WHAT TO PRODUCE ▸ A line containing "use crate::metrics::STATE_PATCHES_TOTAL;" appears in the material below. Return exactly every line from the first through that one, and only those.
┄┄┄┄┄┄┄┄┄┄┄┄┄┄┄┄┄┄┄┄
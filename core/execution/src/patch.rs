// dryrun/core/execution/src/patch.rs

// Direct state mutation of a session, bypassing script execution
use crate::executor::SessionExecutor;
use crate::metrics::STATE_PATCHES_TOTAL;
use crate::native::{self, AccountState, BalanceRecord, NeoAccountState};
use crate::types::ExecutionError;
use dryrun_storage::{encode_integer, Hash160, Snapshot, StorageKey};
use tracing::{debug, info};

/// Slot written by a balance patch and the encoded balance it now holds
#[derive(Debug, Clone, PartialEq, Eq)]
pub struct BalancePatch {
    pub key: StorageKey,
    pub value: Vec<u8>,
}

fn resolve_contract_id(snapshot: &Snapshot<'_>, contract: &Hash160) -> Result<i32, ExecutionError> {
    native::contract_id(snapshot, contract).ok_or(ExecutionError::ContractNotFound(*contract))
}

/// Overwrite a built-in token balance and move the total supply by the same delta.
///
/// Everything is computed before the first write, so an error leaves the
/// snapshot untouched.
fn set_native_balance<R: BalanceRecord>(
    snapshot: &mut Snapshot<'_>,
    token_id: i32,
    account: &Hash160,
    balance: i128,
) -> Result<BalancePatch, ExecutionError> {
    let key = native::account_key(token_id, native::PREFIX_ACCOUNT, account);
    let mut record: R = match snapshot.get(&key) {
        Some(bytes) => native::decode_record(&key, &bytes)?,
        None => R::default(),
    };
    let delta = balance
        .checked_sub(record.balance())
        .ok_or(ExecutionError::SupplyOverflow)?;
    let supply = native::read_total_supply(snapshot, token_id)?
        .checked_add(delta)
        .ok_or(ExecutionError::SupplyOverflow)?;

    record.set_balance(balance);
    snapshot.put(key.clone(), native::encode_record(&record));
    snapshot.put(native::total_supply_key(token_id), encode_integer(supply));
    debug!(
        "Token {} balance of {} set to {} (supply now {})",
        token_id, account, balance, supply
    );
    Ok(BalancePatch {
        key,
        value: encode_integer(balance),
    })
}

impl SessionExecutor {
    /// Write a slot of `contract` in the session head; an empty value deletes it
    pub fn put_storage(
        &self,
        session_id: &str,
        contract: &Hash160,
        key: &[u8],
        value: &[u8],
    ) -> Result<(), ExecutionError> {
        let handle = self.sessions.get_or_fail(session_id)?;
        let mut session = handle.lock();
        let snapshot = session.snapshot_mut();
        let id = resolve_contract_id(snapshot, contract)?;
        let slot = StorageKey::new(id, key.to_vec());
        if value.is_empty() {
            snapshot.delete(slot);
            STATE_PATCHES_TOTAL.with_label_values(&["delete"]).inc();
        } else {
            snapshot.put(slot, value.to_vec());
            STATE_PATCHES_TOTAL.with_label_values(&["put"]).inc();
        }
        Ok(())
    }

    pub fn get_storage(
        &self,
        session_id: &str,
        contract: &Hash160,
        key: &[u8],
    ) -> Result<Option<Vec<u8>>, ExecutionError> {
        let handle = self.sessions.get_or_fail(session_id)?;
        let session = handle.lock();
        let id = resolve_contract_id(session.snapshot(), contract)?;
        Ok(session.snapshot().get(&StorageKey::new(id, key.to_vec())))
    }

    /// Every visible slot of `contract` whose key starts with `prefix`, ascending
    pub fn find_storage(
        &self,
        session_id: &str,
        contract: &Hash160,
        prefix: &[u8],
    ) -> Result<Vec<(Vec<u8>, Vec<u8>)>, ExecutionError> {
        let handle = self.sessions.get_or_fail(session_id)?;
        let session = handle.lock();
        let id = resolve_contract_id(session.snapshot(), contract)?;
        Ok(session.snapshot().find_by_prefix(id, prefix).collect())
    }

    /// Set a token balance in the session head.
    ///
    /// NEO and GAS keep their total supply in step with the change. Any other
    /// token gets a raw overwrite of `prefix ‖ account` (prefix defaults to 1).
    pub fn set_token_balance(
        &self,
        session_id: &str,
        token: &Hash160,
        account: &Hash160,
        balance: i128,
        prefix: Option<u8>,
    ) -> Result<BalancePatch, ExecutionError> {
        if balance < 0 {
            return Err(ExecutionError::InvalidInput(format!(
                "balance must not be negative, got {}",
                balance
            )));
        }
        let handle = self.sessions.get_or_fail(session_id)?;
        let mut session = handle.lock();
        let snapshot = session.snapshot_mut();

        let patch = if *token == native::NEO_HASH {
            set_native_balance::<NeoAccountState>(snapshot, native::NEO_ID, account, balance)?
        } else if *token == native::GAS_HASH {
            set_native_balance::<AccountState>(snapshot, native::GAS_ID, account, balance)?
        } else {
            let id = resolve_contract_id(snapshot, token)?;
            let key = native::account_key(id, prefix.unwrap_or(native::DEFAULT_TOKEN_PREFIX), account);
            let value = encode_integer(balance);
            snapshot.put(key.clone(), value.clone());
            BalancePatch { key, value }
        };

        info!("Session {}: balance of {} in {} set to {}", session_id, account, token, balance);
        STATE_PATCHES_TOTAL.with_label_values(&["balance"]).inc();
        Ok(patch)
    }
}

#[cfg(test)]
mod tests {
    use super::*;
    use crate::config::ExecutionConfig;
    use crate::contract::{ContractAbi, ContractManifest, ContractState, NefFile};
    use crate::engine::{EngineOutcome, ExecutionEngine, ExecutionRequest, LogSink};
    use crate::types::VmState;
    use dryrun_storage::{decode_integer, MemoryStore};
    use std::sync::Arc;

    struct IdleEngine;

    impl ExecutionEngine for IdleEngine {
        fn run(&self, _: ExecutionRequest<'_>, _: &mut Snapshot<'_>, _: &mut dyn LogSink) -> EngineOutcome {
            EngineOutcome {
                state: VmState::Halt,
                gas_consumed: 0,
                fault: None,
                notifications: Vec::new(),
                result_stack: Vec::new(),
                call_frames: Vec::new(),
                calling_script_hash: None,
                current_script_hash: None,
                entry_script_hash: None,
            }
        }
    }

    const TOKEN: Hash160 = Hash160([7; 20]);

    fn executor() -> SessionExecutor {
        let mut store = MemoryStore::new();
        let state = ContractState {
            id: 3,
            update_counter: 0,
            hash: TOKEN,
            nef: NefFile::new("test", vec![0x40]).unwrap(),
            manifest: ContractManifest::new("Token", ContractAbi::default()),
        };
        store.put(native::contract_key(&TOKEN), state.to_bytes());
        store.put(
            native::total_supply_key(native::GAS_ID),
            encode_integer(1_000),
        );
        store.put(
            native::account_key(native::GAS_ID, native::PREFIX_ACCOUNT, &Hash160([1; 20])),
            native::encode_record(&AccountState { balance: 1_000 }),
        );
        let executor = SessionExecutor::new(Arc::new(store), Arc::new(IdleEngine), ExecutionConfig::default());
        executor.execute("s", &[0x40], None, true);
        executor
    }

    fn supply(executor: &SessionExecutor, token_id: i32) -> i128 {
        let handle = executor.sessions().get("s").unwrap();
        let session = handle.lock();
        native::read_total_supply(session.snapshot(), token_id).unwrap()
    }

    #[test]
    fn test_put_get_delete() {
        let executor = executor();
        executor.put_storage("s", &TOKEN, b"k", b"v").unwrap();
        assert_eq!(executor.get_storage("s", &TOKEN, b"k").unwrap(), Some(b"v".to_vec()));
        executor.put_storage("s", &TOKEN, b"k", b"").unwrap();
        assert_eq!(executor.get_storage("s", &TOKEN, b"k").unwrap(), None);
    }

    #[test]
    fn test_unknown_session_or_contract() {
        let executor = executor();
        assert!(matches!(
            executor.put_storage("nope", &TOKEN, b"k", b"v"),
            Err(ExecutionError::SessionNotFound(_))
        ));
        assert!(matches!(
            executor.get_storage("s", &Hash160([9; 20]), b"k"),
            Err(ExecutionError::ContractNotFound(_))
        ));
        assert!(executor.sessions().get("nope").is_none());
    }

    #[test]
    fn test_find_storage_sees_deletes() {
        let executor = executor();
        for key in [&b"a1"[..], &b"a2"[..], &b"a3"[..], &b"b1"[..]] {
            executor.put_storage("s", &TOKEN, key, b"x").unwrap();
        }
        executor.put_storage("s", &TOKEN, b"a2", b"").unwrap();
        let found = executor.find_storage("s", &TOKEN, b"a").unwrap();
        let keys: Vec<_> = found.into_iter().map(|(k, _)| k).collect();
        assert_eq!(keys, vec![b"a1".to_vec(), b"a3".to_vec()]);
    }

    #[test]
    fn test_native_balance_keeps_supply_in_step() {
        let executor = executor();
        let holder = Hash160([1; 20]);
        let newcomer = Hash160([2; 20]);

        executor.set_token_balance("s", &native::GAS_HASH, &holder, 400, None).unwrap();
        assert_eq!(supply(&executor, native::GAS_ID), 400);

        let patch = executor
            .set_token_balance("s", &native::GAS_HASH, &newcomer, 250, Some(99))
            .unwrap();
        assert_eq!(patch.key, native::account_key(native::GAS_ID, native::PREFIX_ACCOUNT, &newcomer));
        assert_eq!(decode_integer(&patch.value).unwrap(), 250);
        assert_eq!(supply(&executor, native::GAS_ID), 650);

        // NEO records are created lazily and start a supply of their own
        executor.set_token_balance("s", &native::NEO_HASH, &newcomer, 5, None).unwrap();
        assert_eq!(supply(&executor, native::NEO_ID), 5);
    }

    #[test]
    fn test_custom_token_raw_overwrite() {
        let executor = executor();
        let account = Hash160([4; 20]);
        let patch = executor.set_token_balance("s", &TOKEN, &account, 77, None).unwrap();
        assert_eq!(patch.key, StorageKey::with_prefix(3, native::DEFAULT_TOKEN_PREFIX, account.as_bytes()));

        let patch = executor.set_token_balance("s", &TOKEN, &account, 78, Some(5)).unwrap();
        assert_eq!(patch.key.key[0], 5);
        assert_eq!(
            executor.get_storage("s", &TOKEN, &patch.key.key).unwrap(),
            Some(encode_integer(78))
        );
    }

    #[test]
    fn test_negative_balance_rejected() {
        let executor = executor();
        assert!(matches!(
            executor.set_token_balance("s", &native::GAS_HASH, &Hash160([1; 20]), -1, None),
            Err(ExecutionError::InvalidInput(_))
        ));
        assert_eq!(supply(&executor, native::GAS_ID), 1_000);
    }
}
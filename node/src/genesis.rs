// dryrun/node/src/genesis.rs

use crate::config::{LedgerConfig, WalletConfig};
use dryrun_storage::{Hash160, MemoryStore, RootStore};
use dryrun_vm::{build_genesis, GenesisConfig, KeyWallet};
use tracing::{info, warn};

/// Build the signing wallet, generating a throwaway key when allowed
pub fn load_wallet(network: u32, config: &WalletConfig) -> anyhow::Result<Option<KeyWallet>> {
    if !config.keys.is_empty() {
        let wallet = KeyWallet::from_secret_hex(network, &config.keys)
            .map_err(|e| anyhow::anyhow!("Invalid wallet key: {}", e))?;
        return Ok(Some(wallet));
    }
    if config.ephemeral {
        let wallet = KeyWallet::generate(network);
        warn!("No wallet keys configured, using an ephemeral key");
        return Ok(Some(wallet));
    }
    Ok(None)
}

/// Genesis parameters, with unset holders falling back to `default_holder`
pub fn genesis_config(ledger: &LedgerConfig, default_holder: Option<Hash160>) -> GenesisConfig {
    GenesisConfig {
        network: ledger.network,
        timestamp: ledger.genesis_timestamp,
        neo_holder: ledger.neo_holder.or(default_holder),
        gas_holder: ledger.gas_holder.or(default_holder),
        ..GenesisConfig::default()
    }
}

/// Create the canonical root store every session layers on
pub fn initialize_genesis_state(config: &GenesisConfig) -> anyhow::Result<MemoryStore> {
    let store = build_genesis(config)?;
    info!(
        "Genesis ready: network={:#x}, head={}, height={}",
        config.network,
        store.head_hash(),
        store.height()
    );
    if let Some(holder) = config.neo_holder {
        info!("NEO supply held by {}", holder);
    }
    if let Some(holder) = config.gas_holder {
        info!("GAS supply held by {}", holder);
    }
    Ok(store)
}

#[cfg(test)]
mod tests {
    use super::*;
    use dryrun_execution::Wallet;

    #[test]
    fn test_holders_default_to_wallet_account() {
        let wallet = load_wallet(5, &WalletConfig::default()).unwrap().unwrap();
        let account = wallet.default_account();
        let ledger = LedgerConfig {
            gas_holder: Some(Hash160([2; 20])),
            ..LedgerConfig::default()
        };
        let config = genesis_config(&ledger, account);
        assert_eq!(config.neo_holder, account);
        assert_eq!(config.gas_holder, Some(Hash160([2; 20])));
        assert_eq!(config.network, ledger.network);
    }

    #[test]
    fn test_wallet_modes() {
        let none = WalletConfig {
            keys: vec![],
            ephemeral: false,
        };
        assert!(load_wallet(5, &none).unwrap().is_none());

        let keyed = WalletConfig {
            keys: vec!["11".repeat(32)],
            ephemeral: false,
        };
        let wallet = load_wallet(5, &keyed).unwrap().unwrap();
        assert_eq!(wallet.accounts().len(), 1);

        let bad = WalletConfig {
            keys: vec!["zz".to_string()],
            ephemeral: true,
        };
        assert!(load_wallet(5, &bad).is_err());
    }

    #[test]
    fn test_genesis_state_is_deterministic() {
        let config = genesis_config(&LedgerConfig::default(), Some(Hash160([1; 20])));
        let a = initialize_genesis_state(&config).unwrap();
        let b = initialize_genesis_state(&config).unwrap();
        assert_eq!(a.head_hash(), b.head_hash());
        assert_eq!(a.len(), b.len());
    }
}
┄┄┄┄┄┄┄┄┄┄┄┄┄┄┄┄┄┄┄┄
THE COMPLETED TASK ▸
filename core/execution/src/patch.rs
// dryrun/core/execution/src/patch.rs

// Direct state mutation of a session, bypassing script execution
use crate::executor::SessionExecutor;
use crate::metrics::STATE_PATCHES_TOTAL;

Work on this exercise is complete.